Any chariot is all things considered relatively clumsy. But some were more cumbersome than others, depending on the design. For example the light Late Bronze Age Egyptian war-chariot (and comparable designs) was designed as a platform for an archer, and duly needed to be able to execute relatively tight turns to maintain distance from the enemy. This was achieved by having the axle at the very rear of the cab.
The contemporary heavy Hittite three-man design was conversely designed much more as a shock weapon, and needed to support greater weight but had less need for agility; hence the axle was placed right under the cab, which otherwise worked well enough but left the machine with a rather wide turning radius and a rather high risk of overturning in tight high-speed turns.
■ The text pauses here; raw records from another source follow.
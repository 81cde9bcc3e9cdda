// Binding-level differences between two frame snapshots

use crate::memory::value::Value;
use crate::snapshot::Bindings;

/// Names reserved by the runtime (`__name__`, ...); never reported
pub fn is_reserved(name: &str) -> bool {
    name.starts_with("__")
}

/// Changes from one snapshot to the next, in binding order
#[derive(Debug, Default)]
pub struct BindingDiff<'a> {
    pub added: Vec<(&'a str, &'a Value)>,
    /// (name, old, new)
    pub updated: Vec<(&'a str, &'a Value, &'a Value)>,
    pub removed: Vec<&'a str>,
}

impl BindingDiff<'_> {
    pub fn is_empty(&self) -> bool {
        self.added.is_empty() && self.updated.is_empty() && self.removed.is_empty()
    }
}

/// Whether a binding kept its value; a comparison that fails counts as a change
fn unchanged(old: &Value, new: &Value) -> bool {
    old.is_same(new) || matches!(old.equals(new), Ok(true))
}

/// Compare two snapshots of the same frame
pub fn diff<'a>(previous: &'a Bindings, current: &'a Bindings) -> BindingDiff<'a> {
    let mut changes = BindingDiff::default();
    for (name, value) in current {
        if is_reserved(name) {
            continue;
        }
        match previous.get(name) {
            None => changes.added.push((name, value)),
            Some(old) if !unchanged(old, value) => changes.updated.push((name, old, value)),
            Some(_) => {}
        }
    }
    for name in previous.keys() {
        if !is_reserved(name) && !current.contains_key(name) {
            changes.removed.push(name);
        }
    }
    changes
}

#[cfg(test)]
mod tests {
    use super::*;

    fn bindings(pairs: &[(&str, Value)]) -> Bindings {
        pairs
            .iter()
            .map(|(name, value)| (name.to_string(), value.clone()))
            .collect()
    }

    #[test]
    fn test_added_updated_removed() {
        let before = bindings(&[("a", Value::Int(1)), ("b", Value::Int(2))]);
        let after = bindings(&[("a", Value::Int(1)), ("b", Value::Int(3)), ("c", Value::None)]);
        let changes = diff(&before, &after);
        assert_eq!(changes.added.len(), 1);
        assert_eq!(changes.added[0].0, "c");
        assert_eq!(changes.updated.len(), 1);
        assert_eq!(changes.updated[0].0, "b");
        assert!(changes.removed.is_empty());

        let changes = diff(&after, &before);
        assert_eq!(changes.removed, ["c"]);
    }

    #[test]
    fn test_same_snapshot_is_empty() {
        let looped = Value::list(Vec::new());
        if let Value::List(items) = &looped {
            items.borrow_mut().push(looped.clone());
        }
        let snapshot = bindings(&[
            ("x", Value::Float(f64::NAN)),
            ("items", looped),
            ("d", Value::dict(Default::default())),
        ]);
        assert!(diff(&snapshot, &snapshot).is_empty());
    }

    #[test]
    fn test_equal_copies_are_unchanged() {
        let before = bindings(&[("items", Value::list(vec![Value::Int(1)]))]);
        let after = bindings(&[("items", Value::list(vec![Value::Int(1)]))]);
        assert!(diff(&before, &after).is_empty());

        let after = bindings(&[("items", Value::list(vec![Value::Int(1), Value::Int(2)]))]);
        assert_eq!(diff(&before, &after).updated.len(), 1);
    }

    #[test]
    fn test_incomparable_counts_as_changed() {
        let cyclic = || {
            let list = Value::list(Vec::new());
            if let Value::List(items) = &list {
                items.borrow_mut().push(list.clone());
            }
            list
        };
        let before = bindings(&[("a", cyclic())]);
        let after = bindings(&[("a", cyclic())]);
        assert_eq!(diff(&before, &after).updated.len(), 1);
    }

    #[test]
    fn test_reserved_names_ignored() {
        let before = bindings(&[("__name__", Value::str("__main__"))]);
        let after = bindings(&[("__builtins__", Value::None)]);
        assert!(diff(&before, &after).is_empty());
    }
}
The somewhat later Assyrian four-horse four-man design was even bigger and heavier, and by what I know of it little more than an archery platform combined with a linear-attack terror weapon - not all that much different from a tank conceptually, really.
Similarly the later Persian and Diadochi scythed chariots were deigned for frontal assault rather than maneuvering. But the Celts, who made war in regions rife with rather "close" and rugged terrain, had an entirely different approach (which had possibly also became the norm among the Mycenean Greeks just before they collapsed before the Doric onslaught), using the vehicle as an agile platform for an elite warrior to hurl javelins from and to carry him around the battlefield - a "battle taxi" or "jeep" if you will, albeit one whose size and noise also allowed it to be used as an effective shock weapon to break a wavering enemy formation.